**ACTION ITEM**
Below are the records; give again exactly the line with "Zarr fill values.", the line with "the Zarr array.", and each line that lies between them, and nothing besides.

════════════════════

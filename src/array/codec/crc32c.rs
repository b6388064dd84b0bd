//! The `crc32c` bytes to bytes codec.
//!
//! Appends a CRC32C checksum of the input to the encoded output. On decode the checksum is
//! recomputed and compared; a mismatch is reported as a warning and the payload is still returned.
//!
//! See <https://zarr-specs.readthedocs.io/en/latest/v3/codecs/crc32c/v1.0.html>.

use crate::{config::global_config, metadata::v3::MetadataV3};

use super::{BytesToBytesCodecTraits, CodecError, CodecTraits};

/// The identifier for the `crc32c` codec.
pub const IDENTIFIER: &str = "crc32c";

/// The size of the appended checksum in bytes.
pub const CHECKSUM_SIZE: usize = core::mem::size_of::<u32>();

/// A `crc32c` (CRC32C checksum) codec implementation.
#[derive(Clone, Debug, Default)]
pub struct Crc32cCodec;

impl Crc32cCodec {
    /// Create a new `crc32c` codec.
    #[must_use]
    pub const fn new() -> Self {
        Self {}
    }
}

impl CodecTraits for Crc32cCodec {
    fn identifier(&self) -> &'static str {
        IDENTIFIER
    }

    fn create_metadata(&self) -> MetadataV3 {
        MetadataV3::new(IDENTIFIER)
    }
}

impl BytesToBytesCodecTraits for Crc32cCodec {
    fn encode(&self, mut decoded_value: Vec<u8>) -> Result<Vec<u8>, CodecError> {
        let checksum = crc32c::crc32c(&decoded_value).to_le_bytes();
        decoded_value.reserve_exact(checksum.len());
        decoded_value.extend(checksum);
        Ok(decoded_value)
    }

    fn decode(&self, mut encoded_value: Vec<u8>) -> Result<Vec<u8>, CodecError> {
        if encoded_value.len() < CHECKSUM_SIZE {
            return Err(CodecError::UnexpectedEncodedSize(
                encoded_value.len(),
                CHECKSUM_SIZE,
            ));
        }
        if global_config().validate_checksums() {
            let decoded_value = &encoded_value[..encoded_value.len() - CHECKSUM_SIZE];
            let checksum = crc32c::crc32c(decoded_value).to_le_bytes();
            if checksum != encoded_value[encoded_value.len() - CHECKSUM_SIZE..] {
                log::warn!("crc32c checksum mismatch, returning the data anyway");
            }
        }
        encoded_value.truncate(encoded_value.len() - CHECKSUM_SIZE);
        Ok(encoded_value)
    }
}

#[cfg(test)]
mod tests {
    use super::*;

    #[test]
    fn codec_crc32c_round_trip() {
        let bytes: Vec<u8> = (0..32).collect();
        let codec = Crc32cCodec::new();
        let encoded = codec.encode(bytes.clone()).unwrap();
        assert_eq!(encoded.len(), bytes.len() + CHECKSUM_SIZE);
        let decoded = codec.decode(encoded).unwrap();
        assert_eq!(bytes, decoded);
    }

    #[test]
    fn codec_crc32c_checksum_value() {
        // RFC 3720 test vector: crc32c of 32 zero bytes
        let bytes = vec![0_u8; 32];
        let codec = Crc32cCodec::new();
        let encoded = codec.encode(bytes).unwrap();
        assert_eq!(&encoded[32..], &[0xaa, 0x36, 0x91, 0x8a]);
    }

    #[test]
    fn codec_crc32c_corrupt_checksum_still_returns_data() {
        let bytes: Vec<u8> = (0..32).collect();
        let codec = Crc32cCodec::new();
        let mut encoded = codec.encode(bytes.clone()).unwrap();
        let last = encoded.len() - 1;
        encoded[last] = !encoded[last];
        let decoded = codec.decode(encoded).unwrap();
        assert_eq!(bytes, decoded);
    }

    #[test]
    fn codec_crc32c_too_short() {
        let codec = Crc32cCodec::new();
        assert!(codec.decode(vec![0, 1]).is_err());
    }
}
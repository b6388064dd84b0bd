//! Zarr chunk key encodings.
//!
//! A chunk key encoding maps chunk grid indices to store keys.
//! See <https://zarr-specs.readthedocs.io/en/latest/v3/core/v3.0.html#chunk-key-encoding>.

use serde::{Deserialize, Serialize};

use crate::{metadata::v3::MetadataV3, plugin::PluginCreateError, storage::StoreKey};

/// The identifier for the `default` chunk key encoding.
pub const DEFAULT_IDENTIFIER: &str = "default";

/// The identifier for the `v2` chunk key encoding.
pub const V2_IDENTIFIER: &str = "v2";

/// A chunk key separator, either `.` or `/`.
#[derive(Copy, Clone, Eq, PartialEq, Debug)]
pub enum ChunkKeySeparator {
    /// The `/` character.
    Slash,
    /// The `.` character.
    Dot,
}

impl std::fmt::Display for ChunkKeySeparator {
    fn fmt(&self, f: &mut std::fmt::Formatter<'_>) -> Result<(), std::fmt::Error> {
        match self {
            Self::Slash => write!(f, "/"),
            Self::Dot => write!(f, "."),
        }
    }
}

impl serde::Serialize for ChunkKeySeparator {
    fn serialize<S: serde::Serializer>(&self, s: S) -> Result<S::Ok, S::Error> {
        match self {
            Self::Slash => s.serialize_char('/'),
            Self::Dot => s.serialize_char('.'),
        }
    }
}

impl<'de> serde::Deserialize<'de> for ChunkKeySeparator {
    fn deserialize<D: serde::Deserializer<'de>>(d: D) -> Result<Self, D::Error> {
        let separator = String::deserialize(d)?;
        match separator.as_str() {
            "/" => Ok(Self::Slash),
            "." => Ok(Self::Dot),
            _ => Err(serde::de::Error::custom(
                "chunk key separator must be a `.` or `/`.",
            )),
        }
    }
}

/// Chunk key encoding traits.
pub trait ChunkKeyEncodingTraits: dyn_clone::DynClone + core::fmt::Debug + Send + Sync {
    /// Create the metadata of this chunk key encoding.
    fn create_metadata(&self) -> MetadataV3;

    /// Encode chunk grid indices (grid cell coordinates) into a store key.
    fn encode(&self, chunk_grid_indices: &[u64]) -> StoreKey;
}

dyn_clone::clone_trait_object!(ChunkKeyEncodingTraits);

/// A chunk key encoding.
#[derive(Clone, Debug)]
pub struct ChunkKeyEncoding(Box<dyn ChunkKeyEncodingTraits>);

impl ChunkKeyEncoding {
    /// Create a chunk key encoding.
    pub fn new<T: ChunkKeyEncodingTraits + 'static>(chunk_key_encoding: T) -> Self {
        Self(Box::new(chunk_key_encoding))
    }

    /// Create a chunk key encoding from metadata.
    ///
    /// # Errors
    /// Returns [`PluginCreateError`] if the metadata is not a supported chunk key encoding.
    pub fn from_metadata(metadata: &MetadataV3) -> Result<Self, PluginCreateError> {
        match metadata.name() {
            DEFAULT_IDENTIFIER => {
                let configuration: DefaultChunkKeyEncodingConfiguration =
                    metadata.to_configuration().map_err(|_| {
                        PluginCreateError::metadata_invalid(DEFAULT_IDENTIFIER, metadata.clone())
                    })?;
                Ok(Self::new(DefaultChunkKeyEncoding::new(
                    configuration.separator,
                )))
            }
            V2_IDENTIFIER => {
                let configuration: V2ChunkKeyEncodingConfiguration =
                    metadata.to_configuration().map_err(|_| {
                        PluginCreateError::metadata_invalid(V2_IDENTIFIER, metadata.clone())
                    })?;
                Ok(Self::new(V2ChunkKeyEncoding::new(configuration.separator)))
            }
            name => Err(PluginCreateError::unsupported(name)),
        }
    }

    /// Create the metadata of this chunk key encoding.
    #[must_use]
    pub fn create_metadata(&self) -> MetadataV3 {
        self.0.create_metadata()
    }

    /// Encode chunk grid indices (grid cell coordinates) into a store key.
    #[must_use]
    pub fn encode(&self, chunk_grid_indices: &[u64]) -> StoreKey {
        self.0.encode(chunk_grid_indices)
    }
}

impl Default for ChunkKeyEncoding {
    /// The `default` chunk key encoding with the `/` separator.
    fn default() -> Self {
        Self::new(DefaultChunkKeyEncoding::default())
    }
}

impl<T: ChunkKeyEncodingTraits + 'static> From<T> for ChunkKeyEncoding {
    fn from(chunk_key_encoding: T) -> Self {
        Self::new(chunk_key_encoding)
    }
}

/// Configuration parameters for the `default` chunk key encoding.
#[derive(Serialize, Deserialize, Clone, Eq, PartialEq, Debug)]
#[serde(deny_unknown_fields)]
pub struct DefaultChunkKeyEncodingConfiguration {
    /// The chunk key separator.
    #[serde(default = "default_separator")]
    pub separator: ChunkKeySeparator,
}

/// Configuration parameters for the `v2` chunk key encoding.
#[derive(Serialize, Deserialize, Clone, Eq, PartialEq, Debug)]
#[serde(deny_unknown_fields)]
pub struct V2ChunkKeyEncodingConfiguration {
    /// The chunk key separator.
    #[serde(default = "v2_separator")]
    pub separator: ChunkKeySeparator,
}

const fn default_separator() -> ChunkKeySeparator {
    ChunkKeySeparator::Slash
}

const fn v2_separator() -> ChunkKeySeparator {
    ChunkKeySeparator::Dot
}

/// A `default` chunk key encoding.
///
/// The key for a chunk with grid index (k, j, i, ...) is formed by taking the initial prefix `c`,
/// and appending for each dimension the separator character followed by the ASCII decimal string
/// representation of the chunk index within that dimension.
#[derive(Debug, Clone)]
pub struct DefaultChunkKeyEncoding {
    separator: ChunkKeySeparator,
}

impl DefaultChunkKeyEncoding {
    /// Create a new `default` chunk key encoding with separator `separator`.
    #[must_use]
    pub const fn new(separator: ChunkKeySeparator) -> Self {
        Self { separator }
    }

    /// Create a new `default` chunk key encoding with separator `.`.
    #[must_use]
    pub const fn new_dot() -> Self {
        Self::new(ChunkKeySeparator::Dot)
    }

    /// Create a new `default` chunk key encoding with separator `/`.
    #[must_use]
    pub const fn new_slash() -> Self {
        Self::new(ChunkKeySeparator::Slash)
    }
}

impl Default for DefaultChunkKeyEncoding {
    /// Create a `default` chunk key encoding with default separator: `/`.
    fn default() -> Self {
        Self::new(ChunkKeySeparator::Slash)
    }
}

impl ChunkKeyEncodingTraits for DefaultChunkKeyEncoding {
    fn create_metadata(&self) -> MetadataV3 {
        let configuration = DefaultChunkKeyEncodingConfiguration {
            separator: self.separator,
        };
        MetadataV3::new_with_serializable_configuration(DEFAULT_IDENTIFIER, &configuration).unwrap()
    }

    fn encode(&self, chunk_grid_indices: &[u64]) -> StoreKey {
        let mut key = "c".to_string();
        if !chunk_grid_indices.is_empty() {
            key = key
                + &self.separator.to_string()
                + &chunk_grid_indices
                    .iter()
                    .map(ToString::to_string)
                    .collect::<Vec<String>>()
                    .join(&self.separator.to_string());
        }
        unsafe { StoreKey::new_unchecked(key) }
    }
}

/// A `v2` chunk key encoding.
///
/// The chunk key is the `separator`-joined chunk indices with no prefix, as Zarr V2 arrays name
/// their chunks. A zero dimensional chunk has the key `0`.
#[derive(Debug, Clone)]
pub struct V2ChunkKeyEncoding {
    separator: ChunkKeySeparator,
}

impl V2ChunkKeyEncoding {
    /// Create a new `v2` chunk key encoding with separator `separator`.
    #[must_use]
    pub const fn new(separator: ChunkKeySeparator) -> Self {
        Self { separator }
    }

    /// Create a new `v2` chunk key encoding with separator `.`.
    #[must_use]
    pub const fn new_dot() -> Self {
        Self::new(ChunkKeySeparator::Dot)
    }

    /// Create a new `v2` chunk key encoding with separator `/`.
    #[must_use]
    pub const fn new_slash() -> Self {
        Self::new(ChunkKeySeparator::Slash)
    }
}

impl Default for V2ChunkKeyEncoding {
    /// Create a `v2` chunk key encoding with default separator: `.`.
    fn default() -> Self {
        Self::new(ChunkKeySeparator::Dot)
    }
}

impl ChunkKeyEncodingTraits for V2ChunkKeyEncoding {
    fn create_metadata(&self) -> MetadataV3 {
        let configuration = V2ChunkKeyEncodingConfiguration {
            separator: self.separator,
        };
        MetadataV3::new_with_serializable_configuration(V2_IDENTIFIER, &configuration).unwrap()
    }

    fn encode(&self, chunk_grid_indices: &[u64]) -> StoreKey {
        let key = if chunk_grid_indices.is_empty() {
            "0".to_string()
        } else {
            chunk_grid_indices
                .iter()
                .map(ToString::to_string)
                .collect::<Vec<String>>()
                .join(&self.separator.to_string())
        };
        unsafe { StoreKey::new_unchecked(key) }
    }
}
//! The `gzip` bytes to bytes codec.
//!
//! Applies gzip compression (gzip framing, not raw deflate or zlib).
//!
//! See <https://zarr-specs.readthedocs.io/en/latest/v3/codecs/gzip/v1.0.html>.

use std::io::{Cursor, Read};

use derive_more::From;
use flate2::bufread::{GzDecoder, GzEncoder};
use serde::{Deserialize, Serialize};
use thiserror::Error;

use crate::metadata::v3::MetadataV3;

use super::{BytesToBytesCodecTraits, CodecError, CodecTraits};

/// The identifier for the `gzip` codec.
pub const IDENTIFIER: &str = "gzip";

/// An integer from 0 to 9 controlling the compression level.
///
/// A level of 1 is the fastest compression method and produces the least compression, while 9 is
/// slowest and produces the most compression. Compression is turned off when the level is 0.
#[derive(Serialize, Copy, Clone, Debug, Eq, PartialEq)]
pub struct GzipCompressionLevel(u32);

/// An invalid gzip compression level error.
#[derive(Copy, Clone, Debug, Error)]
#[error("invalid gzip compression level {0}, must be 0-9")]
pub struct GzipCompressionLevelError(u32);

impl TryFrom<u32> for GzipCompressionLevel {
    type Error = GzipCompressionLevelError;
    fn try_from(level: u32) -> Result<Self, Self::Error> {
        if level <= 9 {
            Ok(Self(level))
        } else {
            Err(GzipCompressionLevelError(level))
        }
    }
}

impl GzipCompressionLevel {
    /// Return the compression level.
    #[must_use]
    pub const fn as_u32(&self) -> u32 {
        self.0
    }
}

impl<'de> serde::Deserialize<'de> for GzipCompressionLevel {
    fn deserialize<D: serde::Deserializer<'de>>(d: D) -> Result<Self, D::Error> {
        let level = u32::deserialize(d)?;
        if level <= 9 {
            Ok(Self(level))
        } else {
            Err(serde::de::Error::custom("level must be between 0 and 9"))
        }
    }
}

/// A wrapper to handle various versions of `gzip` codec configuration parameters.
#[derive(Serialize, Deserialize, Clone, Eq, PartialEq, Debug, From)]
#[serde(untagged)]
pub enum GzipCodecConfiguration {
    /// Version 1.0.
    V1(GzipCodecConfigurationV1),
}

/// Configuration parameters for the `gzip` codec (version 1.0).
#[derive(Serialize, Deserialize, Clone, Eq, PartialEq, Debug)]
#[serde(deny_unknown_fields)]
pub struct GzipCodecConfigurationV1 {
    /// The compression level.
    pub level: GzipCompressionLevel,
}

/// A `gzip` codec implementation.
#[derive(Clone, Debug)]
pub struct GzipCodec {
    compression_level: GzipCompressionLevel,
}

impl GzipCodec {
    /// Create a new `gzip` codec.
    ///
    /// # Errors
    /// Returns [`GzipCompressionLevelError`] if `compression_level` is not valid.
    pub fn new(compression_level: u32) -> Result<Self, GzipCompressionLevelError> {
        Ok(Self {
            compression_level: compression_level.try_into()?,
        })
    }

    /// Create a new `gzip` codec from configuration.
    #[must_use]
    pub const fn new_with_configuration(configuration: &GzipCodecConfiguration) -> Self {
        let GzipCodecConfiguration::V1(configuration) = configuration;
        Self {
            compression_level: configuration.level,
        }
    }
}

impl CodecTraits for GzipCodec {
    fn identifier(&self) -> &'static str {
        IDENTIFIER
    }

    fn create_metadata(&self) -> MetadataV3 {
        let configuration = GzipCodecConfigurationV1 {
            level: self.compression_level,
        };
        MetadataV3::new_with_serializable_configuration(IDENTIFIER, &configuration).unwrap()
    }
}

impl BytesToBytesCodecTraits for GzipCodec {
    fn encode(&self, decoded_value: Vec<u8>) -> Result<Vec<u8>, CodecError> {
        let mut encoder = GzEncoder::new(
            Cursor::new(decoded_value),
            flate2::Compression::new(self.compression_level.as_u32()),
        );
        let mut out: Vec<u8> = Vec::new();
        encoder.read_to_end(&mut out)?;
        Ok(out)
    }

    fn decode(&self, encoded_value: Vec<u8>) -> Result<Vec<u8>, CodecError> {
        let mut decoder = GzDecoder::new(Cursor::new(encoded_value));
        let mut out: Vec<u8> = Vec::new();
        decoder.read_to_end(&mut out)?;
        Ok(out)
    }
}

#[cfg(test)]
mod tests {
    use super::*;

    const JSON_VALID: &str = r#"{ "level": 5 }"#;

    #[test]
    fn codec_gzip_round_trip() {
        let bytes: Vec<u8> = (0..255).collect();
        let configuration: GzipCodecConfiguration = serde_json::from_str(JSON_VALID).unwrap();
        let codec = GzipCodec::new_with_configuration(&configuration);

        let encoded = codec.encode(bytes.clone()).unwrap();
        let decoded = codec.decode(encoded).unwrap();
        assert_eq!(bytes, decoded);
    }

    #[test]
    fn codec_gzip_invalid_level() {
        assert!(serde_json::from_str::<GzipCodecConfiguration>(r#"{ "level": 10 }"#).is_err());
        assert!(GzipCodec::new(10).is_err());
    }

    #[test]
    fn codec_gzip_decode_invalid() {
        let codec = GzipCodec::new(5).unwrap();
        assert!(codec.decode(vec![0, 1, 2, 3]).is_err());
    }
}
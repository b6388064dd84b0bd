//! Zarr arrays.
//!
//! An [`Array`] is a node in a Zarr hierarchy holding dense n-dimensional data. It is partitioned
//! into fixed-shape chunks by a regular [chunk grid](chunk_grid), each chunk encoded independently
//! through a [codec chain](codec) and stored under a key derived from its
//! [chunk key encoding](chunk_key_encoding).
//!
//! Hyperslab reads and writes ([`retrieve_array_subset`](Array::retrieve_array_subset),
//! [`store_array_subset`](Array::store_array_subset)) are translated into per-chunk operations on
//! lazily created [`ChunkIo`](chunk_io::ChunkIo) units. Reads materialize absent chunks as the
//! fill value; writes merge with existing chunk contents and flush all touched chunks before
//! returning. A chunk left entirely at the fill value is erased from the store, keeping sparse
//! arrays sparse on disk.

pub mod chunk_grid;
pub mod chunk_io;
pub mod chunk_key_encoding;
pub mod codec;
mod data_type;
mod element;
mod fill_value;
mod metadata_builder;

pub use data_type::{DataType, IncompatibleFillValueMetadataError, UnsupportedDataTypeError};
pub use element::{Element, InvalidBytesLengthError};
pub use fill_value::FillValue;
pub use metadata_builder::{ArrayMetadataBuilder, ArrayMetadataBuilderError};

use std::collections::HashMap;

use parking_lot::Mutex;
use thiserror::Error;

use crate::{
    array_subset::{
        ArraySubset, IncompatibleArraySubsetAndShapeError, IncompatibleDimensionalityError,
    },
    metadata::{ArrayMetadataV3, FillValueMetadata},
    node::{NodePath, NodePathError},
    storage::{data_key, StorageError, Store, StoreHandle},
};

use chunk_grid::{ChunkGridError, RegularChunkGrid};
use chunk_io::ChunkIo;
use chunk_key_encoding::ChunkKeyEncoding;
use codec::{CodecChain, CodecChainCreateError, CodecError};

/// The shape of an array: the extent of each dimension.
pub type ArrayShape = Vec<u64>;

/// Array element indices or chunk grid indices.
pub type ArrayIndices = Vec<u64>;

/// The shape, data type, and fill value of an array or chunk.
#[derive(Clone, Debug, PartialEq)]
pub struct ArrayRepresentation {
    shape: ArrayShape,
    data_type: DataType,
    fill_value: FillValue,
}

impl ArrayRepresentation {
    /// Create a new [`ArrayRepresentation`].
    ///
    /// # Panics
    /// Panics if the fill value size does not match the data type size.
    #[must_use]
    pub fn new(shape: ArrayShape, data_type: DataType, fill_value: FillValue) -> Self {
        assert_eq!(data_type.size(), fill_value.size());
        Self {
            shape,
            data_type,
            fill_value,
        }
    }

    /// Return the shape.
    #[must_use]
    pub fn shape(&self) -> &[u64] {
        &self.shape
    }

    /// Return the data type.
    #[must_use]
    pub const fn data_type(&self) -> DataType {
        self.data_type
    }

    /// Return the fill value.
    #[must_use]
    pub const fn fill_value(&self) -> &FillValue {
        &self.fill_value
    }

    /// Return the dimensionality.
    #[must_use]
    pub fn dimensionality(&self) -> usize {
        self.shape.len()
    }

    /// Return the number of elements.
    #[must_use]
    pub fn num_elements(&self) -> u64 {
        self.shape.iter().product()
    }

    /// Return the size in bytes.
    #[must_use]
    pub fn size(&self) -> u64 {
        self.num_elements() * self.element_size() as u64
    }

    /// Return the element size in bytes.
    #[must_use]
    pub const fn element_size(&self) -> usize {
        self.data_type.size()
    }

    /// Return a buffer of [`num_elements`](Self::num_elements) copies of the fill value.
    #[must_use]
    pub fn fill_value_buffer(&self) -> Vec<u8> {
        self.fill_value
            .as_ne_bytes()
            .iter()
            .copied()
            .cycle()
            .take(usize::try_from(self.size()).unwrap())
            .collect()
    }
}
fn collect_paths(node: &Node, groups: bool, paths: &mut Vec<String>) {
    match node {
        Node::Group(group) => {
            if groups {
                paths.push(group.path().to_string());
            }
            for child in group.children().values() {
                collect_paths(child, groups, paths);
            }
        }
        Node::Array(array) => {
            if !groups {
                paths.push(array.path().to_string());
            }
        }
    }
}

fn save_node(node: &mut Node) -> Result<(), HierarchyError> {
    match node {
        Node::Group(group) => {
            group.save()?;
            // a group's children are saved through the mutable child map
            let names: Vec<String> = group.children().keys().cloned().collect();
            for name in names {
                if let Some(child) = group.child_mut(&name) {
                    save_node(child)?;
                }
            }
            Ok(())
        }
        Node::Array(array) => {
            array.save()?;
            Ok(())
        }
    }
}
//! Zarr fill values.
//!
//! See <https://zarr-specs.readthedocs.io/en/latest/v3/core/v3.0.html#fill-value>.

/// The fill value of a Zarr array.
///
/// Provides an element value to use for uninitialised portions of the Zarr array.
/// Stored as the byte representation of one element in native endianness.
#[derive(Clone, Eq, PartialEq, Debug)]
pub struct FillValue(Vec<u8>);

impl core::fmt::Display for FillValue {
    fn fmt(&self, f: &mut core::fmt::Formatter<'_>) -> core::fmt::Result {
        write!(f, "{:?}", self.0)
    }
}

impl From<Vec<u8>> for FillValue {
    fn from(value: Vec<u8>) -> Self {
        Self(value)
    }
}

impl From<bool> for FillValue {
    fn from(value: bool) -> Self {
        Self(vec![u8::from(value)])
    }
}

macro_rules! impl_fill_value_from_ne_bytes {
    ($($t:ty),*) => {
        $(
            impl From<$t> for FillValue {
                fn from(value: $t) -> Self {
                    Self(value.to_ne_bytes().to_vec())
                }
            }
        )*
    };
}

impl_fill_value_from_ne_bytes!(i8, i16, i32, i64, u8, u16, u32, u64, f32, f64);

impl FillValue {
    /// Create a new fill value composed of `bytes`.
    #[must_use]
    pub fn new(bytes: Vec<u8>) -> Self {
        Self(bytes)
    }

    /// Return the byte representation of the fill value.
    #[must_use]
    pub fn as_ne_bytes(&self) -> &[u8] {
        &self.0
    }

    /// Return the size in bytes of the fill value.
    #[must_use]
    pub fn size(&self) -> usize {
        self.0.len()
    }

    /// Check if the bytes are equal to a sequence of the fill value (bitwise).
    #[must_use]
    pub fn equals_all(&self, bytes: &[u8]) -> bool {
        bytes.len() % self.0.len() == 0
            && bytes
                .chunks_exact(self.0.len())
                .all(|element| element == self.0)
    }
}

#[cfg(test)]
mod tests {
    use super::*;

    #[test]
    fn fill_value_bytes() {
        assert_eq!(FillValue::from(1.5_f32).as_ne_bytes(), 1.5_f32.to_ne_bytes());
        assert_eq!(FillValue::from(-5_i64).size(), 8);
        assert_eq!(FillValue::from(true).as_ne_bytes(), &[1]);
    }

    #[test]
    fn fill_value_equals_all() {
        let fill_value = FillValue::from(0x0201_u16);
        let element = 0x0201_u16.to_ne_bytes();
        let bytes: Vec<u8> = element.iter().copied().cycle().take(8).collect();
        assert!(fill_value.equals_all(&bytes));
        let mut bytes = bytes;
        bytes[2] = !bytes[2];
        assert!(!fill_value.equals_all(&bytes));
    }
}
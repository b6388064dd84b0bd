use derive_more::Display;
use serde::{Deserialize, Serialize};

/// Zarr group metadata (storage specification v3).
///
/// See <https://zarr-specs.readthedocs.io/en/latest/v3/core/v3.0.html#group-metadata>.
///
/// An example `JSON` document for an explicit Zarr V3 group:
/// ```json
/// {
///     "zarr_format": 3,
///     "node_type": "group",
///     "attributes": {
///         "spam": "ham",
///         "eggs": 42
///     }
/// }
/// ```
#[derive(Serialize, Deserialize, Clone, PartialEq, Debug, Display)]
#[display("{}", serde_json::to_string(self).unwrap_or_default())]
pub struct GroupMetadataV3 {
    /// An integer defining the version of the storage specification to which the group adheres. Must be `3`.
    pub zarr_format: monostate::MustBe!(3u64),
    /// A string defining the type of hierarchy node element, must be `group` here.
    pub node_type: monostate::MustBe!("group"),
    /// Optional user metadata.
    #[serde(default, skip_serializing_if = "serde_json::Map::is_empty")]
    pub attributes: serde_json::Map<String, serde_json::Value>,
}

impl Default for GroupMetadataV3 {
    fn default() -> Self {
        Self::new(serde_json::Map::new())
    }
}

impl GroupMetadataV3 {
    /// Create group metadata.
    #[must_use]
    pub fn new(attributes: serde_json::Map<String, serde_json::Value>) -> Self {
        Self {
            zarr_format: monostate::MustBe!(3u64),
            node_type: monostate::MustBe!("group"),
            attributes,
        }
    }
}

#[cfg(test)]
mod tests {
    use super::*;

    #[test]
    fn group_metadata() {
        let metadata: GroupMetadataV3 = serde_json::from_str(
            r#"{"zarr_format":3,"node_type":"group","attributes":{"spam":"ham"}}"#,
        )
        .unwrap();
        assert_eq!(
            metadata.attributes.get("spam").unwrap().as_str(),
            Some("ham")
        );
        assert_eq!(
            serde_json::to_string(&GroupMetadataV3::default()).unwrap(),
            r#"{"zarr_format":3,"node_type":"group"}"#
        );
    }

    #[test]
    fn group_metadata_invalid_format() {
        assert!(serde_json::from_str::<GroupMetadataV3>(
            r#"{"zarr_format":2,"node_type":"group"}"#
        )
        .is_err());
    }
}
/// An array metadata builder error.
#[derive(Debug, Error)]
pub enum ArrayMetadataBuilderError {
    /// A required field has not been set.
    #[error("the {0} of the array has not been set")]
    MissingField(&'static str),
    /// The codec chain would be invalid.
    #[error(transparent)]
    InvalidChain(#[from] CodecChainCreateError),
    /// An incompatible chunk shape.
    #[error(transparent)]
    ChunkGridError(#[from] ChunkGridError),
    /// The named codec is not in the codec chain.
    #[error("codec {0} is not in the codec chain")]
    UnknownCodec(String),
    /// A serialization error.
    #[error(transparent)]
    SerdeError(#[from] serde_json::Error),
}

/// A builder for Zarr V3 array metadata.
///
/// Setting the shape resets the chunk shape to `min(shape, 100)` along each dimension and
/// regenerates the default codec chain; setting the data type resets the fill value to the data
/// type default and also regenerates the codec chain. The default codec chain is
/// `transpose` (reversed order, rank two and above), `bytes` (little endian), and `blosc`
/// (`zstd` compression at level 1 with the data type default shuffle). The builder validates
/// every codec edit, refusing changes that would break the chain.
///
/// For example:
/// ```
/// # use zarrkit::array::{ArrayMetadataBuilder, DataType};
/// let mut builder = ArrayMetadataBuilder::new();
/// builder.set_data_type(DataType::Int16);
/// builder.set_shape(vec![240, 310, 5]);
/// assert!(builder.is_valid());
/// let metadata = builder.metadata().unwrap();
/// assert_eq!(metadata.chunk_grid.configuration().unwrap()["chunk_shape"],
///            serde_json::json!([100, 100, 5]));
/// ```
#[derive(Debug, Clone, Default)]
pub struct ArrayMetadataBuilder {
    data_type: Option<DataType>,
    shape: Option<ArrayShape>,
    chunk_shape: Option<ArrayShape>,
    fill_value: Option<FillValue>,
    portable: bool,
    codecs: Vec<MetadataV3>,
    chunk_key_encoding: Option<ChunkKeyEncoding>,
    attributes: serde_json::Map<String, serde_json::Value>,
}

════════════════════

**SOLUTION TO THE EXERCISE**
//! Zarr fill values.
//!
//! See <https://zarr-specs.readthedocs.io/en/latest/v3/core/v3.0.html#fill-value>.

/// The fill value of a Zarr array.
///
/// Provides an element value to use for uninitialised portions of the Zarr array.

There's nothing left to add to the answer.